Reluctance motors are doubly salient, that is, they have tooth-like poles on both the stator and the rotor. In addition, there are windings on the stator but no windings on the rotor of reluctance motors. Each pair of diametrically opposite stator windings is connected in series to form one phase of the motor.
Torque is produced in variable reluctance motors by switching current on in the stator phases in a predetermined sequence so that a magnetic force of attraction results between the rotor and stator poles as they approach each other. The current is switched off in each pair of windings at the commutation point before the rotor poles nearest the stator poles of that pair of windings rotate past the aligned position, otherwise the magnetic force of attraction will produce a negative or braking torque.
The torque developed is independent of current direction.

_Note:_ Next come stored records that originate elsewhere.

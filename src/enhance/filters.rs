//! Resampling and neighbourhood filters

use crate::config::MAX_UPSCALE_FACTOR;
use image::imageops::{self, FilterType};
use image::{GrayImage, Luma};
use imageproc::filter::{gaussian_blur_f32, median_filter};
use log::warn;
use rayon::prelude::*;

/// 3x3 sharpening kernel: centre 9, neighbours -1
pub const SHARPEN_KERNEL: [f32; 9] = [-1.0, -1.0, -1.0, -1.0, 9.0, -1.0, -1.0, -1.0, -1.0];

/// Enlarge both sides by `factor` with the given interpolation.
///
/// Factors above [`MAX_UPSCALE_FACTOR`] are clamped.
pub fn upscale(gray: &GrayImage, factor: u32, filter: FilterType) -> GrayImage {
    let factor = factor.min(MAX_UPSCALE_FACTOR);
    if factor <= 1 {
        return gray.clone();
    }
    match (
        gray.width().checked_mul(factor),
        gray.height().checked_mul(factor),
    ) {
        (Some(width), Some(height)) => imageops::resize(gray, width, height, filter),
        _ => {
            warn!(
                "{}x{} frame is too large to upscale by {factor}",
                gray.width(),
                gray.height()
            );
            gray.clone()
        }
    }
}

/// Apply [`SHARPEN_KERNEL`]
pub fn sharpen(gray: &GrayImage) -> GrayImage {
    convolve3x3(gray, &SHARPEN_KERNEL)
}

/// 3x3 convolution with reflected borders (`gfedcb|abcdefgh|gfedcba`),
/// rounded and saturated to `u8`
pub fn convolve3x3(gray: &GrayImage, kernel: &[f32; 9]) -> GrayImage {
    let (width, height) = gray.dimensions();
    let mut out = GrayImage::new(width, height);
    if width == 0 || height == 0 {
        return out;
    }
    let (w, h) = (width as i64, height as i64);

    out.par_chunks_mut(width as usize)
        .enumerate()
        .for_each(|(y, row)| {
            let y = y as i64;
            for (x, dst) in row.iter_mut().enumerate() {
                let x = x as i64;
                let mut acc = 0.0f32;
                for ky in 0..3 {
                    let sy = reflect101(y + ky - 1, h);
                    for kx in 0..3 {
                        let sx = reflect101(x + kx - 1, w);
                        acc += kernel[(ky * 3 + kx) as usize]
                            * gray.get_pixel(sx as u32, sy as u32).0[0] as f32;
                    }
                }
                *dst = saturate(acc);
            }
        });
    out
}

/// Median over a `(2r+1)` square window
pub fn median(gray: &GrayImage, radius: u32) -> GrayImage {
    if radius == 0 {
        return gray.clone();
    }
    median_filter(gray, radius, radius)
}

/// `weight * src + blur_weight * gaussian(src, sigma)`, saturated
pub fn unsharp(gray: &GrayImage, sigma: f32, weight: f32, blur_weight: f32) -> GrayImage {
    let blurred = gaussian_blur_f32(gray, sigma);
    GrayImage::from_fn(gray.width(), gray.height(), |x, y| {
        let src = gray.get_pixel(x, y).0[0] as f32;
        let blur = blurred.get_pixel(x, y).0[0] as f32;
        Luma([saturate(weight * src + blur_weight * blur)])
    })
}

/// Edge-preserving smoothing.
///
/// Each output pixel is the average of the pixels within `diameter / 2`
/// (inside a disc), weighted by a spatial gaussian and by a gaussian of the
/// intensity difference to the centre pixel.
pub fn bilateral(gray: &GrayImage, diameter: u32, sigma_color: f32, sigma_space: f32) -> GrayImage {
    let (width, height) = gray.dimensions();
    let mut out = GrayImage::new(width, height);
    if width == 0 || height == 0 {
        return out;
    }
    let radius = (diameter / 2).max(1) as i64;
    let (w, h) = (width as i64, height as i64);

    let space_coeff = -0.5 / (sigma_space * sigma_space).max(f32::EPSILON);
    let color_coeff = -0.5 / (sigma_color * sigma_color).max(f32::EPSILON);

    let mut offsets = Vec::new();
    for dy in -radius..=radius {
        for dx in -radius..=radius {
            let d2 = (dx * dx + dy * dy) as f32;
            if d2 <= (radius * radius) as f32 {
                offsets.push((dx, dy, (d2 * space_coeff).exp()));
            }
        }
    }
    let color_lut: Vec<f32> = (0..256)
        .map(|d| ((d * d) as f32 * color_coeff).exp())
        .collect();

    out.par_chunks_mut(width as usize)
        .enumerate()
        .for_each(|(y, row)| {
            let y = y as i64;
            for (x, dst) in row.iter_mut().enumerate() {
                let x = x as i64;
                let centre = gray.get_pixel(x as u32, y as u32).0[0] as i32;
                let mut sum = 0.0f32;
                let mut norm = 0.0f32;
                for &(dx, dy, space_weight) in &offsets {
                    let sx = reflect101(x + dx, w);
                    let sy = reflect101(y + dy, h);
                    let v = gray.get_pixel(sx as u32, sy as u32).0[0] as i32;
                    let weight = space_weight * color_lut[(v - centre).unsigned_abs() as usize];
                    sum += weight * v as f32;
                    norm += weight;
                }
                *dst = saturate(sum / norm);
            }
        });
    out
}

/// Mirror an out-of-range index back into `0..len` without repeating the edge
pub(crate) fn reflect101(i: i64, len: i64) -> i64 {
    if len == 1 {
        return 0;
    }
    let period = 2 * (len - 1);
    let m = i.rem_euclid(period);
    if m < len { m } else { period - m }
}

#[inline]
pub(crate) fn saturate(v: f32) -> u8 {
    v.round().clamp(0.0, 255.0) as u8
}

Therefore, unidirectional current pulses synchronized with rotor movement can be generated in a converter using a single unidirectional current switching element such as a thyristor or transistor in each leg of the converter, and supplied to the corresponding phase of the motor.
Each time a phase of the motor is energized by closing a switch in the converter, current flows in the pair of stator windings of that phase, providing energy from a DC supply to the motor. The energy drawn from the supply is converted partly into mechanical energy, by causing the rotor to rotate towards a minimum reluctance configuration, and converted partly into stored energy in the magnetic field. When the switch is opened, the stored magnetic energy is preferably returned to the DC supply.

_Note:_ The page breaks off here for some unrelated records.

//! QR frame scanner
//!
//! Finds every QR-coded module in a photographed frame and reports where each
//! one sits (centre, bounding box, corners in original-frame pixels) together
//! with its payload parsed as device information.
//!
//! Symbol localisation and decoding are delegated to [`rqrr`] behind the
//! [`detector::QrDetector`] trait. Frames that do not read on the first try go
//! through a fixed retry plan of enhancement filters ([`Enhancement`]) chosen
//! by a [`ScanProfile`].
//!
//! ```no_run
//! use qr_frame_scanner::{ScanProfile, Scanner};
//! use std::path::Path;
//!
//! let scanner = Scanner::new(ScanProfile::LowRes);
//! let report = scanner.scan_path(Path::new("frame.png"))?;
//! for module in &report.modules {
//!     println!("{} at {:?}", module.qr_code_data, module.position.center);
//! }
//! # Ok::<(), qr_frame_scanner::ScanError>(())
//! ```

#![warn(missing_docs)]
#![allow(clippy::missing_docs_in_private_items)]

/// Drawing detected modules onto frames
pub mod annotate;
/// Enhanced vs low-resolution profile comparison
pub mod compare;
/// Scanner configuration and environment overrides
pub mod config;
/// `QR_DEBUG` and log level selection
pub mod debug;
/// Detector seam, `rqrr` backend and potential-region search
pub mod detector;
/// Enhancement filters
pub mod enhance;
/// Error type
pub mod error;
/// JSON and CSV export
pub mod export;
/// Test frame generation
pub mod generate;
/// Core data structures (points, boxes, reports)
pub mod models;
/// Decoded text to device info
pub mod payload;
/// The enhancement retry loop
pub mod pipeline;
/// Image loading and dataset helpers
pub mod tools;
/// Utility functions (grayscale, binarization, geometry)
pub mod utils;

pub use config::{
    DenoiseConfig, EnhanceConfig, MAX_UPSCALE_FACTOR, RegionConfig, ScannerConfig,
};
pub use detector::{DetectionKind, QrDetector, RawDetection, RqrrDetector, SymbolInfo};
pub use enhance::Enhancement;
pub use error::{Result, ScanError};
pub use models::{
    AttemptRecord, BoundingBox, DetectedModule, ErrorReport, FrameDimensions, ModulePosition,
    Point, PointI, ScanReport,
};
pub use pipeline::{BatchOutcome, ScanProfile, Scanner};

use std::path::Path;

/// Scan an image file with the default low-resolution profile
///
/// # Arguments
/// * `path` - Image file (PNG, JPEG, GIF, BMP, TIFF)
///
/// # Returns
/// The scan report, or an error if the file cannot be loaded
pub fn scan_file<P: AsRef<Path>>(path: P) -> Result<ScanReport> {
    Scanner::new(ScanProfile::default()).scan_path(path.as_ref())
}

/// Scan a raw RGB frame with the default low-resolution profile
///
/// # Arguments
/// * `image` - Raw RGB bytes (3 bytes per pixel)
/// * `width` - Image width in pixels
/// * `height` - Image height in pixels
///
/// # Returns
/// The scan report, labelled `frame`, or an error if the buffer size is wrong
pub fn scan_rgb(image: &[u8], width: u32, height: u32) -> Result<ScanReport> {
    Scanner::new(ScanProfile::default()).scan_rgb(image, width, height, "frame")
}
use clap::{Args, Parser, Subcommand};
use qr_frame_scanner::annotate::save_annotated;
use qr_frame_scanner::compare::ResolutionComparison;
use qr_frame_scanner::debug::log_filter;
use qr_frame_scanner::export::{
    default_csv_name, default_json_name, resolve_output, to_json, write_csv, write_json,
};
use qr_frame_scanner::generate::{FrameLayout, default_payloads, render_code, test_frame};
use qr_frame_scanner::tools::{
    STDIN_SOURCE, bench_limit_from_env, dataset_iter, dataset_root_from_env, load_image_source,
    smoke_from_env,
};
use qr_frame_scanner::{ErrorReport, Result, ScanError, ScanProfile, Scanner, ScannerConfig};
use serde::Serialize;
use std::path::{Path, PathBuf};
use std::process::ExitCode;

#[derive(Parser)]
#[command(name = "qrscan", version, about = "Locate QR-coded modules in a frame and report them as JSON")]
struct Cli {
    /// Retry plan: standard, enhanced, low-res or web
    #[arg(long, global = true, default_value = "low-res")]
    profile: ScanProfile,

    /// JSON configuration file
    #[arg(long, global = true)]
    config: Option<PathBuf>,

    /// More logging on stderr (-v info, -vv debug)
    #[arg(short, long, global = true, action = clap::ArgAction::Count)]
    verbose: u8,

    #[command(subcommand)]
    command: Command,
}

#[derive(Args)]
struct OutputArgs {
    /// Indent the JSON
    #[arg(long)]
    pretty: bool,

    /// Write JSON here instead of stdout (a directory gets a timestamped name)
    #[arg(long)]
    output: Option<PathBuf>,
}

#[derive(Subcommand)]
enum Command {
    /// Scan one image (`-` reads it from stdin)
    Scan {
        image: String,

        #[command(flatten)]
        out: OutputArgs,

        /// Also write the module table as CSV
        #[arg(long)]
        csv: Option<PathBuf>,

        /// Save a copy of the frame with modules drawn on it
        #[arg(long)]
        annotate: Option<PathBuf>,
    },
    /// Scan every image under a directory in parallel
    Batch {
        /// Directory to walk (defaults to QR_DATASET_ROOT)
        #[arg(long)]
        root: Option<PathBuf>,
        /// Scan at most this many images (defaults to QR_BENCH_LIMIT)
        #[arg(long)]
        limit: Option<usize>,
        /// Restrict to the `_smoke.txt` list
        #[arg(long)]
        smoke: bool,

        #[command(flatten)]
        out: OutputArgs,
    },
    /// Compare the enhanced and low-res profiles on images
    Compare {
        #[arg(required = true)]
        images: Vec<PathBuf>,

        #[command(flatten)]
        out: OutputArgs,
    },
    /// Write a test image: one code for `--data`, else the four-module frame
    Generate {
        #[arg(long, default_value = "test_qr_frame.png")]
        output: PathBuf,
        /// Payload of a single code
        #[arg(long)]
        data: Option<String>,
        /// Pixels per module
        #[arg(long)]
        box_size: Option<u32>,
        /// Quiet zone in modules
        #[arg(long)]
        border: Option<u32>,
    },
}

fn main() -> ExitCode {
    let cli = Cli::parse();
    env_logger::Builder::new()
        .filter_level(log_filter(cli.verbose))
        .parse_default_env()
        .init();

    let config = match load_config(cli.config.as_deref()) {
        Ok(config) => config,
        Err(err) => return fail(&err, None),
    };

    match cli.command {
        Command::Scan {
            image,
            out,
            csv,
            annotate,
        } => scan_cmd(cli.profile, config, &image, &out, csv.as_deref(), annotate.as_deref()),
        Command::Batch {
            root,
            limit,
            smoke,
            out,
        } => batch_cmd(cli.profile, config, root, limit, smoke, &out),
        Command::Compare { images, out } => compare_cmd(config, &images, &out),
        Command::Generate {
            output,
            data,
            box_size,
            border,
        } => generate_cmd(&output, data.as_deref(), box_size, border),
    }
}

fn load_config(path: Option<&Path>) -> Result<ScannerConfig> {
    let mut config = match path {
        Some(path) => ScannerConfig::from_json_file(path)?,
        None => ScannerConfig::default(),
    };
    config.apply_env_overrides();
    config.validate()?;
    Ok(config)
}

fn scan_cmd(
    profile: ScanProfile,
    config: ScannerConfig,
    source: &str,
    out: &OutputArgs,
    csv: Option<&Path>,
    annotate: Option<&Path>,
) -> ExitCode {
    let image = match load_image_source(source) {
        Ok(image) => image,
        Err(err) => return fail(&err, None),
    };
    let label = if source == STDIN_SOURCE { "stdin" } else { source };
    let report = Scanner::with_config(profile, config).scan_image(&image, label);

    let written = emit(&report, out).and_then(|()| {
        if let Some(path) = csv {
            write_csv(&report, &resolve_output(path, default_csv_name))?;
        }
        if let Some(path) = annotate {
            save_annotated(&image, &report, path)?;
        }
        Ok(())
    });
    match written {
        Ok(()) => ExitCode::SUCCESS,
        Err(err) => fail(&err, Some(label.to_string())),
    }
}

fn batch_cmd(
    profile: ScanProfile,
    config: ScannerConfig,
    root: Option<PathBuf>,
    limit: Option<usize>,
    smoke: bool,
    out: &OutputArgs,
) -> ExitCode {
    let root = root.unwrap_or_else(dataset_root_from_env);
    let limit = limit.or_else(bench_limit_from_env);
    let paths: Vec<PathBuf> = dataset_iter(&root, limit, smoke || smoke_from_env()).collect();
    if paths.is_empty() {
        let err = ScanError::config(format!("no images under {}", root.display()));
        return fail(&err, None);
    }

    let outcomes = Scanner::with_config(profile, config).scan_paths(&paths);
    let found: usize = outcomes.iter().map(|o| o.modules_detected()).sum();
    log::info!("{} image(s), {found} module(s)", outcomes.len());

    match emit(&outcomes, out) {
        Ok(()) => ExitCode::SUCCESS,
        Err(err) => fail(&err, None),
    }
}

fn compare_cmd(config: ScannerConfig, images: &[PathBuf], out: &OutputArgs) -> ExitCode {
    let entries = ResolutionComparison::new(config).compare_all(images);
    match emit(&entries, out) {
        Ok(()) => ExitCode::SUCCESS,
        Err(err) => fail(&err, None),
    }
}

fn generate_cmd(
    output: &Path,
    data: Option<&str>,
    box_size: Option<u32>,
    border: Option<u32>,
) -> ExitCode {
    let image = match data {
        Some(data) => render_code(data, box_size.unwrap_or(10), border.unwrap_or(4)),
        None => {
            let defaults = FrameLayout::default();
            let layout = FrameLayout {
                box_size: box_size.unwrap_or(defaults.box_size),
                border: border.unwrap_or(defaults.border),
                ..defaults
            };
            test_frame(&default_payloads(), &layout)
        }
    };

    let saved = image.and_then(|image| {
        image.save(output).map_err(|source| ScanError::ImageSave {
            path: output.to_path_buf(),
            source,
        })
    });
    match saved {
        Ok(()) => {
            log::info!("wrote {}", output.display());
            ExitCode::SUCCESS
        }
        Err(err) => fail(&err, None),
    }
}

/// Print JSON to stdout, or write it to `--output`
fn emit<T: Serialize + ?Sized>(value: &T, out: &OutputArgs) -> Result<()> {
    match &out.output {
        Some(path) => {
            let path = resolve_output(path, default_json_name);
            write_json(value, &path, out.pretty)?;
            log::info!("results saved to {}", path.display());
        }
        None => println!("{}", to_json(value, out.pretty)?),
    }
    Ok(())
}

fn fail(err: &ScanError, source: Option<String>) -> ExitCode {
    log::error!("{err}");
    let report = ErrorReport::new(err, source);
    match serde_json::to_string(&report) {
        Ok(json) => println!("{json}"),
        Err(_) => println!("{{\"error\": {:?}}}", err.to_string()),
    }
    ExitCode::FAILURE
}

The motor may be run open-loop as in a variable reluctance stepping motor, or may be run closed-loop as in a switched reluctance motor. In addition, the motor may be operated such that no two phases are conducting simultaneously (i.e. nonoverlapping conduction intervals) or such that some phases do conduct simultaneously (i.e. overlapping conduction intervals). Furthermore, the same machine may be operated as a generator by driving the rotor and changing the timing of the switches in the converter with respect to the rotor position.
Reluctance rotors are very attractive candidates for high operating speeds due to their simple rotor structure. The active portion of the rotor is normally constructed using only magnetic laminations as no windings or permanent magnets are necessary. Such rotors incur high windage losses as a result of their salient structure. In addition, in order to operate at high speeds, the rotor will incur internal forces close to the stress limits of the lamination material. These stresses come directly from centrifugal forces and indirectly from the shrink fit required to prevent a loss of mechanical contact between the laminations and the shaft at high speeds.

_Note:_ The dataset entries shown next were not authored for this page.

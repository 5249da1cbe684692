use std::sync::OnceLock;

static DEBUG_ENABLED: OnceLock<bool> = OnceLock::new();

/// `QR_DEBUG` is set in the environment
pub fn debug_enabled() -> bool {
    *DEBUG_ENABLED.get_or_init(|| std::env::var("QR_DEBUG").is_ok())
}

/// Log filter for the CLI: `QR_DEBUG` forces debug, otherwise each `-v` raises the level
pub fn log_filter(verbosity: u8) -> log::LevelFilter {
    if debug_enabled() {
        return log::LevelFilter::Debug;
    }
    match verbosity {
        0 => log::LevelFilter::Warn,
        1 => log::LevelFilter::Info,
        2 => log::LevelFilter::Debug,
        _ => log::LevelFilter::Trace,
    }
}

#[cfg(test)]
mod tests {
    use super::*;

    #[test]
    fn verbosity_levels() {
        if debug_enabled() {
            assert_eq!(log_filter(0), log::LevelFilter::Debug);
            return;
        }
        assert_eq!(log_filter(0), log::LevelFilter::Warn);
        assert_eq!(log_filter(1), log::LevelFilter::Info);
        assert_eq!(log_filter(5), log::LevelFilter::Trace);
    }
}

It has been proposed that salient pole motors could be strengthened, while reducing the windage losses, by fabricating the salient pole rotor laminations with segments of a nonmagnetic material (e.g., stainless steel) between the rotor poles. This method of fabricating salient pole rotor laminations is specifically described in G. B. Kliman U.S. application Ser. No. 138,404 filed Dec. 28, 1987, now U.S. Pat. No. 4,916,346 and assigned to the instant assignee, which is hereby specifically incorporated by reference.